**YOUR INSTRUCTIONS**
Needed from the data below: all lines that contain the word "advertised".

**DATA TO PROCESS**
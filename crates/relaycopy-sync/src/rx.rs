//! Inbound side of a session: decrypt records and act on their frames.

use std::collections::HashMap;
use std::io::{SeekFrom, Write};
use std::sync::Arc;

use relaycopy_core::{ContentHash, MthSeq};
use relaycopy_spool::CatalogEntry;
use tokio::io::{AsyncSeekExt, AsyncWriteExt};

use crate::checker::CheckJob;
use crate::conn::{ConnReader, RecordReader};
use crate::error::{Result, SyncError};
use crate::frames::Frame;
use crate::noise::Opener;
use crate::session::{decode_body, Ctx, Dead};
use crate::state::QueuedFreq;

/// A file being received. Dropping it closes the descriptor.
struct Inbound {
    file: tokio::fs::File,
    /// Bytes present in the partial file.
    have: u64,
    /// Inline hasher, kept only while chunks arrive in order.
    hasher: Option<MthSeq>,
}

/// Dispatches inbound frames. Owned by the receiving task.
pub(crate) struct Receiver {
    ctx: Arc<Ctx>,
    parts: HashMap<ContentHash, Inbound>,
}

impl Receiver {
    pub fn new(ctx: Arc<Ctx>) -> Self {
        Self {
            ctx,
            parts: HashMap::new(),
        }
    }

    /// Hand files left unchecked by an earlier session to the checker.
    pub async fn recover_pending(&self) {
        let ctx = &self.ctx;
        match ctx.spool.pending_checks(&ctx.peer).await {
            Ok(hashes) => {
                for hash in hashes {
                    tracing::info!(peer = %ctx.peer, %hash, "re-queueing unchecked content");
                    self.enqueue_check(hash).await;
                }
            }
            Err(e) => tracing::warn!(peer = %ctx.peer, "cannot list unchecked content: {}", e),
        }
    }

    async fn enqueue_check(&self, hash: ContentHash) {
        let ctx = &self.ctx;
        ctx.checker
            .enqueue(CheckJob {
                spool: ctx.spool.clone(),
                peer: ctx.peer,
                hash,
                reply: Some(ctx.checks.clone()),
            })
            .await;
    }

    pub async fn handle(&mut self, frame: Frame) -> Result<()> {
        match frame {
            Frame::Halt => {
                tracing::trace!(peer = %self.ctx.peer, "halt");
                self.ctx.state.halt().await;
            }
            Frame::Ping => tracing::trace!(peer = %self.ctx.peer, "ping"),
            Frame::Info { nice, size, hash } => self.on_info(nice, size, hash).await,
            Frame::Freq { hash, offset } => self.on_freq(hash, offset).await,
            Frame::File {
                hash,
                offset,
                payload,
            } => self.on_file(hash, offset, &payload).await?,
            Frame::Done { hash } => self.on_done(hash).await,
        }
        Ok(())
    }

    async fn on_info(&mut self, nice: u8, size: u64, hash: ContentHash) {
        let ctx = &self.ctx;
        let peer = &ctx.peer;
        if !ctx.config.admits(nice, &hash) {
            tracing::debug!(%peer, %hash, nice, "not taking part in this session");
            return;
        }
        if ctx.spool.has_complete(peer, &hash).await || ctx.spool.is_seen(peer, &hash).await {
            tracing::info!(%peer, %hash, "already have it");
            ctx.send(Frame::Done { hash });
            return;
        }
        if ctx.spool.has_nock(peer, &hash).await {
            tracing::debug!(%peer, %hash, "waiting for checksum, deferring");
            return;
        }

        let mut have = match ctx.spool.part_size(peer, &hash).await {
            Ok(have) => have,
            Err(e) => {
                tracing::warn!(%peer, %hash, "cannot stat partial file: {}", e);
                return;
            }
        };
        if have > size {
            tracing::warn!(%peer, %hash, have, size, "partial file larger than advertised, restarting");
            if let Err(e) = ctx.spool.discard(&ctx.spool.part_path(peer, &hash)).await {
                tracing::warn!(%peer, %hash, "cannot remove oversized partial file: {}", e);
                return;
            }
            have = 0;
        }

        let spool = ctx.spool.clone();
        let free = match tokio::task::spawn_blocking(move || spool.free_space()).await {
            Ok(Ok(free)) => free,
            Ok(Err(e)) => {
                tracing::warn!(%peer, %hash, "cannot query free space: {}", e);
                return;
            }
            Err(e) => {
                tracing::warn!(%peer, %hash, "free space query failed: {}", e);
                return;
            }
        };
        if free < size - have {
            tracing::warn!(%peer, %hash, size, have, free, "not enough space");
            ctx.state.skipped_for_space().await;
            return;
        }

        ctx.state.want(CatalogEntry { hash, size, nice }).await;
        if ctx.config.list_only {
            tracing::info!(%peer, %hash, size, nice, "listed");
            return;
        }
        tracing::debug!(%peer, %hash, offset = have, size, "requesting");
        ctx.send(Frame::Freq { hash, offset: have });
    }

    async fn on_freq(&mut self, hash: ContentHash, offset: u64) {
        let ctx = &self.ctx;
        let peer = &ctx.peer;
        let Some(entry) = ctx.state.our_info(&hash).await else {
            tracing::warn!(%peer, %hash, "request for content we did not advertise");
            return;
        };
        if !ctx.config.admits(entry.nice, &hash) {
            tracing::debug!(%peer, %hash, "request outside allow-list");
            return;
        }
        if offset > entry.size {
            tracing::warn!(%peer, %hash, offset, size = entry.size, "request beyond end of content");
            return;
        }
        tracing::debug!(%peer, %hash, offset, "queueing request");
        ctx.state
            .enqueue_freq(QueuedFreq {
                hash,
                offset,
                size: entry.size,
                nice: entry.nice,
            })
            .await;
    }

    async fn on_file(&mut self, hash: ContentHash, offset: u64, payload: &[u8]) -> Result<()> {
        let ctx = Arc::clone(&self.ctx);
        let peer = &ctx.peer;
        let Some(entry) = ctx.state.their_info(&hash).await else {
            tracing::debug!(%peer, %hash, offset, "chunk for content we did not request");
            return Ok(());
        };
        let end = offset.checked_add(payload.len() as u64);
        if end.map_or(true, |end| end > entry.size) {
            tracing::warn!(%peer, %hash, offset, len = payload.len(), size = entry.size, "chunk beyond advertised size");
            return Ok(());
        }
        ctx.state.add_rx_bytes(payload.len() as u64).await;

        let have = match self.write_chunk(&hash, offset, payload).await {
            Ok(have) => have,
            Err(e) => {
                tracing::error!(%peer, %hash, offset, "cannot write partial content, abandoning: {}", e);
                self.parts.remove(&hash);
                ctx.state.forget_their(&hash).await;
                return Ok(());
            }
        };
        tracing::trace!(%peer, %hash, offset, have, size = entry.size, "chunk written");

        if have == entry.size {
            self.complete(&entry).await?;
        }
        Ok(())
    }

    /// Write a chunk into the partial file, returning how many bytes it now has.
    async fn write_chunk(&mut self, hash: &ContentHash, offset: u64, payload: &[u8]) -> Result<u64> {
        if !self.parts.contains_key(hash) {
            let file = self.ctx.spool.open_part(&self.ctx.peer, hash).await?;
            let have = file.metadata().await?.len();
            let hasher = (!self.ctx.config.defer_checks).then(|| MthSeq::new_at(offset));
            self.parts.insert(*hash, Inbound { file, have, hasher });
        }
        let inbound = self
            .parts
            .get_mut(hash)
            .ok_or_else(|| SyncError::Frame(format!("no partial file for {}", hash)))?;

        inbound.file.seek(SeekFrom::Start(offset)).await?;
        inbound.file.write_all(payload).await?;
        inbound.have = inbound.have.max(offset.saturating_add(payload.len() as u64));

        let in_order = inbound.hasher.as_ref().map_or(false, |h| h.position() == offset);
        if in_order {
            if let Some(hasher) = inbound.hasher.as_mut() {
                hasher.write_all(payload)?;
            }
        } else if inbound.hasher.take().is_some() {
            tracing::debug!(peer = %self.ctx.peer, %hash, offset, "out of order chunk, checksum deferred");
        }
        Ok(inbound.have)
    }

    async fn complete(&mut self, entry: &CatalogEntry) -> Result<()> {
        let ctx = Arc::clone(&self.ctx);
        let peer = &ctx.peer;
        let hash = entry.hash;
        let Some(mut inbound) = self.parts.remove(&hash) else {
            return Ok(());
        };
        if let Err(e) = inbound.file.sync_all().await {
            tracing::error!(%peer, %hash, "cannot sync received content: {}", e);
            ctx.state.forget_their(&hash).await;
            return Ok(());
        }
        let hasher = inbound.hasher.take();
        drop(inbound);

        let part = ctx.spool.part_path(peer, &hash);
        let Some(mut hasher) = hasher else {
            match ctx.spool.mark_nock(peer, &hash).await {
                Ok(_) => {
                    tracing::info!(%peer, %hash, size = entry.size, "received, checksum deferred");
                    ctx.state.forget_their(&hash).await;
                    self.enqueue_check(hash).await;
                }
                Err(e) => {
                    tracing::error!(%peer, %hash, "cannot mark content for checking: {}", e);
                    ctx.state.forget_their(&hash).await;
                }
            }
            return Ok(());
        };

        let path = part.clone();
        let computed = tokio::task::spawn_blocking(move || -> relaycopy_core::Result<ContentHash> {
            if hasher.needs_prefix() {
                let file = std::fs::File::open(&path)?;
                hasher.preadd_from(std::io::BufReader::new(file))?;
            }
            hasher.sum()
        })
        .await?;
        let computed = match computed {
            Ok(computed) => computed,
            Err(e) => {
                tracing::error!(%peer, %hash, "cannot finish checksum: {}", e);
                ctx.state.forget_their(&hash).await;
                return Ok(());
            }
        };

        if computed != hash {
            tracing::error!(%peer, %hash, %computed, size = entry.size, "checksum mismatch, discarding");
            if let Err(e) = ctx.spool.discard(&part).await {
                tracing::warn!(%peer, %hash, "cannot remove corrupt content: {}", e);
            }
            ctx.state.forget_their(&hash).await;
            ctx.state.integrity_failure().await;
            return Ok(());
        }

        if let Err(e) = ctx.spool.commit(peer, &hash, &part).await {
            tracing::error!(%peer, %hash, "cannot commit received content: {}", e);
            ctx.state.forget_their(&hash).await;
            return Ok(());
        }
        tracing::info!(%peer, %hash, size = entry.size, "received");
        ctx.state.received(&hash).await;
        ctx.send(Frame::Done { hash });
        Ok(())
    }

    async fn on_done(&mut self, hash: ContentHash) {
        let ctx = &self.ctx;
        if !ctx.state.acknowledge(&hash).await {
            tracing::debug!(peer = %ctx.peer, %hash, "acknowledgement for content not on offer");
            return;
        }
        match ctx.spool.remove_tx(&ctx.peer, &hash).await {
            Ok(()) => tracing::info!(peer = %ctx.peer, %hash, "acknowledged, outbound copy removed"),
            Err(e) => tracing::warn!(peer = %ctx.peer, %hash, "cannot remove acknowledged content: {}", e),
        }
    }
}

**SOLUTION TO THIS PROBLEM**
            tracing::warn!(%peer, %hash, have, size, "partial file larger than advertised, restarting");
            tracing::warn!(%peer, %hash, offset, len = payload.len(), size = entry.size, "chunk beyond advertised size");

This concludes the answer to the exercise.